The Tehuelche were hunter-gatherers who had a nomadic society, and had long been independent of the Argentine government established in coastal areas. He was one of the last indigenous rulers to resist the Argentine Conquest of the Desert in the late 19th century and its resultant campaigns. He did not surrender until 1884.
His hospitality to Francisco Moreno during the explorer’s 1880 expedition to Patagonia was recalled after his surrender, which was covered by the press. Moreno argued with the government on his behalf to spare Inacayal time in military prison. In exchange, Moreno studied him for anthropology. Along with others in his clan, Inacayal was studied for his resemblance to “prehistoric man.”

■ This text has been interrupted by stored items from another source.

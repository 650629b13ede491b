// file: src/utils/validation.rs
// description: input validation helpers for paths, urls and previews
// reference: input validation patterns

use crate::error::{IngestError, Result};
use std::fs;
use std::path::Path;

pub struct Validator;

impl Validator {
    pub fn validate_file_path(path: &Path) -> Result<()> {
        let canonical = fs::canonicalize(path).map_err(|e| {
            IngestError::Validation(format!(
                "Cannot canonicalize path {}: {}",
                path.display(),
                e
            ))
        })?;

        if !canonical.is_file() {
            return Err(IngestError::Validation(format!(
                "Path is not a file: {}",
                canonical.display()
            )));
        }

        Ok(())
    }

    pub fn validate_directory(path: &Path) -> Result<()> {
        if !path.exists() {
            return Err(IngestError::Validation(format!(
                "Directory does not exist: {}",
                path.display()
            )));
        }

        if !path.is_dir() {
            return Err(IngestError::Validation(format!(
                "Path is not a directory: {}",
                path.display()
            )));
        }

        Ok(())
    }

    pub fn validate_url(url: &str) -> Result<()> {
        if !url.starts_with("http://") && !url.starts_with("https://") {
            return Err(IngestError::Validation(format!(
                "Invalid URL format: {}",
                url
            )));
        }
        Ok(())
    }

    /// Cuts on a char boundary so multi-byte text never panics.
    pub fn truncate_text(text: &str, max_chars: usize) -> String {
        match text.char_indices().nth(max_chars) {
            Some((byte_idx, _)) => format!("{}...", &text[..byte_idx]),
            None => text.to_string(),
        }
    }
}
// file: src/index/solr.rs
// description: Solr-compatible HTTP JSON update client
// reference: https://solr.apache.org/guide/solr/latest/indexing-guide/indexing-with-update-handlers.html

use crate::config::IndexConfig;
use crate::error::{IngestError, Result};
use crate::index::provider::{SearchIndex, UpdateResponse};
use crate::models::Document;
use crate::utils::Validator;
use async_trait::async_trait;
use reqwest::{Client, RequestBuilder};
use serde::Deserialize;
use std::time::Duration;
use tracing::{debug, info};

#[derive(Debug, Deserialize)]
struct SolrResponse {
    #[serde(rename = "responseHeader")]
    header: ResponseHeader,
    #[serde(default)]
    error: Option<SolrErrorBody>,
}

#[derive(Debug, Deserialize)]
struct ResponseHeader {
    status: i32,
    #[serde(rename = "QTime", default)]
    qtime: Option<u64>,
}

#[derive(Debug, Deserialize)]
struct SolrErrorBody {
    #[serde(default)]
    msg: Option<String>,
}

#[derive(Clone)]
pub struct SolrClient {
    client: Client,
    collection_url: String,
}

impl SolrClient {
    pub fn new(config: &IndexConfig) -> Result<Self> {
        Validator::validate_url(&config.endpoint)?;

        let client = Client::builder()
            .connect_timeout(config.connect_timeout())
            .timeout(config.request_timeout())
            .build()
            .map_err(|e| IngestError::Index(format!("Failed to build HTTP client: {}", e)))?;

        let collection_url = format!(
            "{}/{}",
            config.endpoint.trim_end_matches('/'),
            config.collection.trim_matches('/')
        );

        info!("Search index client targeting {}", collection_url);

        Ok(Self {
            client,
            collection_url,
        })
    }

    pub fn update_url(&self) -> String {
        format!("{}/update", self.collection_url)
    }

    pub fn ping_url(&self) -> String {
        format!("{}/admin/ping", self.collection_url)
    }

    pub async fn ping(&self) -> Result<UpdateResponse> {
        debug!("Pinging search index at {}", self.ping_url());
        let request = self.client.get(self.ping_url()).query(&[("wt", "json")]);
        self.send(request, "ping").await
    }

    async fn send(&self, request: RequestBuilder, operation: &str) -> Result<UpdateResponse> {
        let response = request.send().await.map_err(|e| {
            IngestError::Index(format!("Failed to send {} request: {}", operation, e))
        })?;

        let http_status = response.status();
        let body = response.text().await.map_err(|e| {
            IngestError::Index(format!("Failed to read {} response: {}", operation, e))
        })?;

        let parsed = parse_response(http_status.as_u16(), &body);
        debug!(
            "Search index {} answered HTTP {} with status {}",
            operation, http_status, parsed.status
        );
        Ok(parsed)
    }
}

/// The JSON header is authoritative; without one the HTTP status decides.
fn parse_response(http_status: u16, body: &str) -> UpdateResponse {
    match serde_json::from_str::<SolrResponse>(body) {
        Ok(parsed) => UpdateResponse {
            status: parsed.header.status,
            qtime_ms: parsed.header.qtime,
            message: parsed.error.and_then(|e| e.msg),
        },
        Err(_) if (200..300).contains(&http_status) => UpdateResponse::ok(),
        Err(_) => {
            let snippet: String = body.chars().take(200).collect();
            UpdateResponse {
                status: i32::from(http_status),
                qtime_ms: None,
                message: (!snippet.is_empty()).then_some(snippet),
            }
        }
    }
}

#[async_trait]
impl SearchIndex for SolrClient {
    async fn add(
        &self,
        documents: &[Document],
        commit_within: Duration,
    ) -> Result<UpdateResponse> {
        let request = self
            .client
            .post(self.update_url())
            .query(&[
                ("commitWithin", commit_within.as_millis().to_string()),
                ("wt", "json".to_string()),
            ])
            .json(documents);
        self.send(request, "update").await
    }

    async fn commit(&self) -> Result<UpdateResponse> {
        let request = self
            .client
            .get(self.update_url())
            .query(&[("commit", "true"), ("wt", "json")]);
        self.send(request, "commit").await
    }
}
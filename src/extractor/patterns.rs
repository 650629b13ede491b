// file: src/extractor/patterns.rs
// description: compiled regex patterns for html text and metadata extraction
// reference: https://docs.rs/regex

use lazy_static::lazy_static;
use regex::Regex;

lazy_static! {
    pub static ref HTML_TITLE: Regex = Regex::new(
        r"(?is)<title[^>]*>(.*?)</title\s*>"
    ).expect("HTML_TITLE regex is valid");

    pub static ref HTML_META: Regex = Regex::new(
        r"(?is)<meta\b[^>]*>"
    ).expect("HTML_META regex is valid");

    pub static ref HTML_ATTRIBUTE: Regex = Regex::new(
        r#"(?is)([a-z:-]+)\s*=\s*(?:"([^"]*)"|'([^']*)')"#
    ).expect("HTML_ATTRIBUTE regex is valid");

    pub static ref HTML_HEAD: Regex = Regex::new(
        r"(?is)<head\b.*?</head\s*>"
    ).expect("HTML_HEAD regex is valid");

    pub static ref HTML_SCRIPT_STYLE: Regex = Regex::new(
        r"(?is)<script\b.*?</script\s*>|<style\b.*?</style\s*>|<noscript\b.*?</noscript\s*>"
    ).expect("HTML_SCRIPT_STYLE regex is valid");

    pub static ref HTML_COMMENT: Regex = Regex::new(
        r"(?s)<!--.*?-->"
    ).expect("HTML_COMMENT regex is valid");

    pub static ref HTML_BLOCK_TAG: Regex = Regex::new(
        r"(?i)</?(?:p|div|br|li|tr|td|th|h[1-6]|section|article|header|footer|table|ul|ol|blockquote|pre)\b[^>]*>"
    ).expect("HTML_BLOCK_TAG regex is valid");

    pub static ref HTML_TAG: Regex = Regex::new(
        r"(?s)<[^>]*>"
    ).expect("HTML_TAG regex is valid");

    pub static ref HTML_ENTITY: Regex = Regex::new(
        r"&(#[0-9]{1,7}|#[xX][0-9a-fA-F]{1,6}|[a-zA-Z]{2,8});"
    ).expect("HTML_ENTITY regex is valid");

    pub static ref PDF_DATE: Regex = Regex::new(
        r"^D?:?(\d{4})(\d{2})?(\d{2})?(\d{2})?(\d{2})?(\d{2})?(Z|[+-]\d{2}'?\d{2}'?)?"
    ).expect("PDF_DATE regex is valid");
}

#[cfg(test)]
mod tests {
    use super::*;

    #[test]
    fn test_title_pattern() {
        let caps = HTML_TITLE.captures("<TITLE>Quarterly</title>").unwrap();
        assert_eq!(&caps[1], "Quarterly");
    }

    #[test]
    fn test_attribute_pattern() {
        let attrs: Vec<(String, String)> = HTML_ATTRIBUTE
            .captures_iter(r#"<meta name="author" content='Grace Hopper'>"#)
            .map(|c| {
                let value = c.get(2).or_else(|| c.get(3)).unwrap().as_str();
                (c[1].to_string(), value.to_string())
            })
            .collect();
        assert_eq!(
            attrs,
            vec![
                ("name".to_string(), "author".to_string()),
                ("content".to_string(), "Grace Hopper".to_string()),
            ]
        );
    }

    #[test]
    fn test_pdf_date_pattern() {
        let caps = PDF_DATE.captures("D:20240131083000Z").unwrap();
        assert_eq!(&caps[1], "2024");
        assert_eq!(&caps[2], "01");
        assert_eq!(&caps[7], "Z");
    }
}
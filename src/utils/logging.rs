// file: src/utils/logging.rs
// description: Tracing subscriber initialization with optional ANSI coloring

use colored::*;
use tracing_subscriber::{EnvFilter, fmt, prelude::*};

/// `RUST_LOG` wins over the verbosity flag when it is set.
pub fn init_logger(colored_output: bool, verbose: bool) {
    let level = if verbose { "debug" } else { "info" };
    let filter = EnvFilter::try_from_default_env().unwrap_or_else(|_| EnvFilter::new(level));

    let fmt_layer = fmt::layer()
        .with_target(false)
        .with_thread_ids(false)
        .with_thread_names(false)
        .with_file(true)
        .with_line_number(true)
        .compact()
        .with_ansi(colored_output);

    tracing_subscriber::registry()
        .with(filter)
        .with(fmt_layer)
        .init();
}

pub fn format_success(msg: &str) -> String {
    format!("{} {}", "✓".green().bold(), msg.green())
}

pub fn format_error(msg: &str) -> String {
    format!("{} {}", "✗".red().bold(), msg.red())
}

pub fn format_warning(msg: &str) -> String {
    format!("{} {}", "⚠".yellow().bold(), msg.yellow())
}

pub fn format_step(step: usize, total: usize, msg: &str) -> String {
    format!("{} {}", format!("[{}/{}]", step, total).cyan().bold(), msg)
}

#[cfg(test)]
mod tests {
    use super::*;

    #[test]
    fn test_formatters_keep_message() {
        colored::control::set_override(false);
        assert_eq!(format_success("done"), "✓ done");
        assert_eq!(format_error("boom"), "✗ boom");
        assert_eq!(format_warning("careful"), "⚠ careful");
        assert_eq!(format_step(1, 3, "walk"), "[1/3] walk");
    }
}
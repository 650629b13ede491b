// file: src/extractor/text.rs
// description: plain text and source file parser
// reference: UTF-8 decoding

use crate::error::{IngestError, Result};
use crate::extractor::ContentParser;
use crate::extractor::detect::UTF8_BOM;
use crate::extractor::metadata::{self, Metadata};

pub struct TextParser;

impl TextParser {
    pub fn new() -> Self {
        Self
    }
}

impl Default for TextParser {
    fn default() -> Self {
        Self::new()
    }
}

impl ContentParser for TextParser {
    fn supported_types(&self) -> &[&str] {
        &[
            "text/plain",
            "text/csv",
            "text/tab-separated-values",
            "text/xml",
            "text/css",
            "text/javascript",
            "text/x-rust",
            "text/x-python",
            "text/x-java",
            "text/x-c",
            "text/x-c++",
            "text/x-go",
            "text/x-sql",
            "application/json",
            "application/xml",
            "application/javascript",
            "application/toml",
            "application/x-yaml",
            "application/yaml",
            "application/x-sh",
            "application/sql",
        ]
    }

    fn parse(&self, bytes: &[u8], metadata: &mut Metadata) -> Result<String> {
        let body = bytes.strip_prefix(UTF8_BOM).unwrap_or(bytes);

        let text = std::str::from_utf8(body).map_err(|e| {
            IngestError::extraction(
                metadata.resource_label(),
                format!("content is not valid UTF-8: {}", e),
            )
        })?;

        metadata.set(metadata::CONTENT_ENCODING, "UTF-8");
        Ok(text.to_string())
    }
}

After his death in 1888, anthropologists displayed the indigenous chief’s brain and skeleton as an exhibit in the anthropological museum in Buenos Aires (how ‘civilised’ of the Argentinians). His remains were finally returned to his people in 1994 for reinterment in the Comunidad Tehuelche Mapuche of Chubut Province.
Together with Inacayal, Salpu, Sayhueque and Foyel – were the last Patagonian indigenous chieftains who refused to recognize the Argentine government. They fought valiantly against the Argentine Army during the Conquest of the Desert – and were the contemporary equivalent of the heroic Apaches who were fighting valiantly with Geronimo to retain their freedom, against the brutal American military in the deserts of the American South-West during the same time period.
There are 28,000 Tehuelche surviving descendants today of these Great Warriors who fought for their freedom.